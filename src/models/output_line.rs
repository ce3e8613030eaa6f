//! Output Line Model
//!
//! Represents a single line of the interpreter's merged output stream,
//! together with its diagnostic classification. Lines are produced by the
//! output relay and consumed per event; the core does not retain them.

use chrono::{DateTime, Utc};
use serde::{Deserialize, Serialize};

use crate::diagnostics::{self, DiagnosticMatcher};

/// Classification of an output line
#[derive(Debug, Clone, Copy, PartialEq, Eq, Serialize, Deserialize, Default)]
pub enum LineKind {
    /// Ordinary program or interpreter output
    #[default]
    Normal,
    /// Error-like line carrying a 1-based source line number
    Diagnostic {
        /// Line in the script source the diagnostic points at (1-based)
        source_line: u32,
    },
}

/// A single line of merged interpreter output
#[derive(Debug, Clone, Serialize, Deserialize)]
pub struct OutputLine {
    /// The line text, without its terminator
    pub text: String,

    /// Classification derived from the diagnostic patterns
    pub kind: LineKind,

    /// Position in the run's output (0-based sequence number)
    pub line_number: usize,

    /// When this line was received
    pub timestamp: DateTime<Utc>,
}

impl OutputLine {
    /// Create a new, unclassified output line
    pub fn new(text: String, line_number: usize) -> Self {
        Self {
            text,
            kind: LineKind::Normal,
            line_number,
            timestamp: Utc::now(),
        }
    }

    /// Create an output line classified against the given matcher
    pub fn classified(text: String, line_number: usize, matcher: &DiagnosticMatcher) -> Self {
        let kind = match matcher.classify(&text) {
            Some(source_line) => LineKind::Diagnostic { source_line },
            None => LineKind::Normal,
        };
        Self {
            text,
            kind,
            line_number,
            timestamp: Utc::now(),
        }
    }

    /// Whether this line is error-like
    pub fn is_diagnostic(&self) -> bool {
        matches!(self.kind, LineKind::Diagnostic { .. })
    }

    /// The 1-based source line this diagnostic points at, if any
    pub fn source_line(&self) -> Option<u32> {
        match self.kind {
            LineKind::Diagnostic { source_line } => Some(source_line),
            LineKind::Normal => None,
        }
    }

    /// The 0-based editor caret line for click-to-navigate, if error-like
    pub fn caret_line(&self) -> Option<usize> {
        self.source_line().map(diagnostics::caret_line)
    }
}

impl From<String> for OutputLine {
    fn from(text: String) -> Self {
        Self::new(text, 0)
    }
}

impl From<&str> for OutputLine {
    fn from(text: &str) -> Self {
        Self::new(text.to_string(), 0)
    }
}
---
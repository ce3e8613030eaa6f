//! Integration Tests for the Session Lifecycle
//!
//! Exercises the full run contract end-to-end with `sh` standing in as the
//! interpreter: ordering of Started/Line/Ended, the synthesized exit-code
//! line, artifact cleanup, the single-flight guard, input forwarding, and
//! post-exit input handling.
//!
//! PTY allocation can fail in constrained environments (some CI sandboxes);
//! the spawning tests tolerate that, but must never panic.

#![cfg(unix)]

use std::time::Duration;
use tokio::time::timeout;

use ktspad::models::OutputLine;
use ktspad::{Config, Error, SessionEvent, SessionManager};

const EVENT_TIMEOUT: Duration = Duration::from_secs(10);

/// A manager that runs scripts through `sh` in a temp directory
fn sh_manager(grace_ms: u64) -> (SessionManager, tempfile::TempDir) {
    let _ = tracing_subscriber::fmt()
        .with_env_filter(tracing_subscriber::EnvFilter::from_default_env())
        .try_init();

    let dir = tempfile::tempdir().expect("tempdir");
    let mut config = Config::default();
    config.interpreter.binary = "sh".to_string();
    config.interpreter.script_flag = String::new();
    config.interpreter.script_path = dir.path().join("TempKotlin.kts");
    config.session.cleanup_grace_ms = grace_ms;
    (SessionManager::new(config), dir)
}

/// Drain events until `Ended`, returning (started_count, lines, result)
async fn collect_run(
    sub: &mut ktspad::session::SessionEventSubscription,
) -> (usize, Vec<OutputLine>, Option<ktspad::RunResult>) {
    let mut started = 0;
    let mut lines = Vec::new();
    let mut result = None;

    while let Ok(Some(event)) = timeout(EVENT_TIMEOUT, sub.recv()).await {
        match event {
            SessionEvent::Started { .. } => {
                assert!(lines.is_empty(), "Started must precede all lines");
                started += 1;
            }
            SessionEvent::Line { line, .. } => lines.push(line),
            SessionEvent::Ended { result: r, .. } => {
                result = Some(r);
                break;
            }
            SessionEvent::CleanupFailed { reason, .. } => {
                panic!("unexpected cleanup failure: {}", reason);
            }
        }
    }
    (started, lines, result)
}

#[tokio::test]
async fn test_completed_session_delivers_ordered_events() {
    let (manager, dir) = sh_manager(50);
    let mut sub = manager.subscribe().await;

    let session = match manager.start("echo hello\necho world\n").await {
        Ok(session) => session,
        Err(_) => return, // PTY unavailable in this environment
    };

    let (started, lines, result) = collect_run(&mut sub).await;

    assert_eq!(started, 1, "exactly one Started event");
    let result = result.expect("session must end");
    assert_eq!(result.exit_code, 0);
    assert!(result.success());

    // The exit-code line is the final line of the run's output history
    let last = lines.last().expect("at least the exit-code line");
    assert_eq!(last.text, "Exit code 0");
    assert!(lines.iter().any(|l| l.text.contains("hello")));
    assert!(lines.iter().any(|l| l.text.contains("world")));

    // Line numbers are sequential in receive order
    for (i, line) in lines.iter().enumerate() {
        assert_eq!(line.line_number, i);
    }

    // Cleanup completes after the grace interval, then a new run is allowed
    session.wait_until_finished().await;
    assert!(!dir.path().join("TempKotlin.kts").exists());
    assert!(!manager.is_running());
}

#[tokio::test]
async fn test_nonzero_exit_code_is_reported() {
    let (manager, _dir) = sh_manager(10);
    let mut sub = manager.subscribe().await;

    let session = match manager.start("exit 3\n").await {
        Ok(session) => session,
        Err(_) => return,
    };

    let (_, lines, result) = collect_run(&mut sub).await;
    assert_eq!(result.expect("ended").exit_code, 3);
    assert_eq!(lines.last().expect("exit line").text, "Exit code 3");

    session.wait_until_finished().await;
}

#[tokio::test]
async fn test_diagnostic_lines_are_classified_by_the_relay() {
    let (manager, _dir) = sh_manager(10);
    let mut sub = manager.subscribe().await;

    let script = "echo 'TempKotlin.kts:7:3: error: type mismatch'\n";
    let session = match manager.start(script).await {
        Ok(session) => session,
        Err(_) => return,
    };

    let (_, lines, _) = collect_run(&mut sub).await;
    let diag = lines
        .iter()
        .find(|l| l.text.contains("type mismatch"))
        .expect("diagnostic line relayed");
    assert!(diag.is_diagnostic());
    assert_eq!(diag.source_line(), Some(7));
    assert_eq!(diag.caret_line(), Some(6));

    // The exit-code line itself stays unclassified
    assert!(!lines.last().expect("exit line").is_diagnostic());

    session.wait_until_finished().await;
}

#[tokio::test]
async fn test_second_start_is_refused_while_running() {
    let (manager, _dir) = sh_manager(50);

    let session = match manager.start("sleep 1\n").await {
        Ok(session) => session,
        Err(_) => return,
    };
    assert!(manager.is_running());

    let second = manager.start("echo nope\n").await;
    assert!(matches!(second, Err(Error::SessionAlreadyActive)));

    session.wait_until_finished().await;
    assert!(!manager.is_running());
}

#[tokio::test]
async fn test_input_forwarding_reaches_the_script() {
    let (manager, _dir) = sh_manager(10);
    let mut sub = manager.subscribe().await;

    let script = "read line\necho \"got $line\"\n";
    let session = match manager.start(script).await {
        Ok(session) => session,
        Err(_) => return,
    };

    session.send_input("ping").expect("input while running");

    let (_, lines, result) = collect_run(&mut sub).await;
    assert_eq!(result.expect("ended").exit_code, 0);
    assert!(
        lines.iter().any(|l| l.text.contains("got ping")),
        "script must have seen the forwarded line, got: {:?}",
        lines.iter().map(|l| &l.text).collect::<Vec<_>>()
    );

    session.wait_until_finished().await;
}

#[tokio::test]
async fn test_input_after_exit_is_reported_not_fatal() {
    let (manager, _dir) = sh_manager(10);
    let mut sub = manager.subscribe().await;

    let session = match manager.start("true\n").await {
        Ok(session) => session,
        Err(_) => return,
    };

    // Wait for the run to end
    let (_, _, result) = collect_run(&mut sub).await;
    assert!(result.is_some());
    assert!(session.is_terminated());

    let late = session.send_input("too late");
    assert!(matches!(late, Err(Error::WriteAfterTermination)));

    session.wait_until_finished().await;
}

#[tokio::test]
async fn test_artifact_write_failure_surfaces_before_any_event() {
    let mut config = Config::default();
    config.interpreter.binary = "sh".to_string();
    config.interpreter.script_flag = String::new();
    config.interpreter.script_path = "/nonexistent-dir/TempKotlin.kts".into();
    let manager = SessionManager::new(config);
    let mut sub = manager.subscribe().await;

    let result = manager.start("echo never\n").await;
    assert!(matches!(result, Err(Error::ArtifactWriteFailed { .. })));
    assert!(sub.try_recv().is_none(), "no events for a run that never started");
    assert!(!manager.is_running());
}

WORK INSTRUCTIONS: From the entries above, give again exactly the lines running from the line with "or interpreter output" to the line with "pub fn is_diagnostic(&self)"; include both of those lines.

RESPONSE BELOW:
    /// Ordinary program or interpreter output
    #[default]
    Normal,
    /// Error-like line carrying a 1-based source line number
    Diagnostic {
        /// Line in the script source the diagnostic points at (1-based)
        source_line: u32,
    },
}

/// A single line of merged interpreter output
#[derive(Debug, Clone, Serialize, Deserialize)]
pub struct OutputLine {
    /// The line text, without its terminator
    pub text: String,

    /// Classification derived from the diagnostic patterns
    pub kind: LineKind,

    /// Position in the run's output (0-based sequence number)
    pub line_number: usize,

    /// When this line was received
    pub timestamp: DateTime<Utc>,
}

impl OutputLine {
    /// Create a new, unclassified output line
    pub fn new(text: String, line_number: usize) -> Self {
        Self {
            text,
            kind: LineKind::Normal,
            line_number,
            timestamp: Utc::now(),
        }
    }

    /// Create an output line classified against the given matcher
    pub fn classified(text: String, line_number: usize, matcher: &DiagnosticMatcher) -> Self {
        let kind = match matcher.classify(&text) {
            Some(source_line) => LineKind::Diagnostic { source_line },
            None => LineKind::Normal,
        };
        Self {
            text,
            kind,
            line_number,
            timestamp: Utc::now(),
        }
    }

    /// Whether this line is error-like
    pub fn is_diagnostic(&self) -> bool {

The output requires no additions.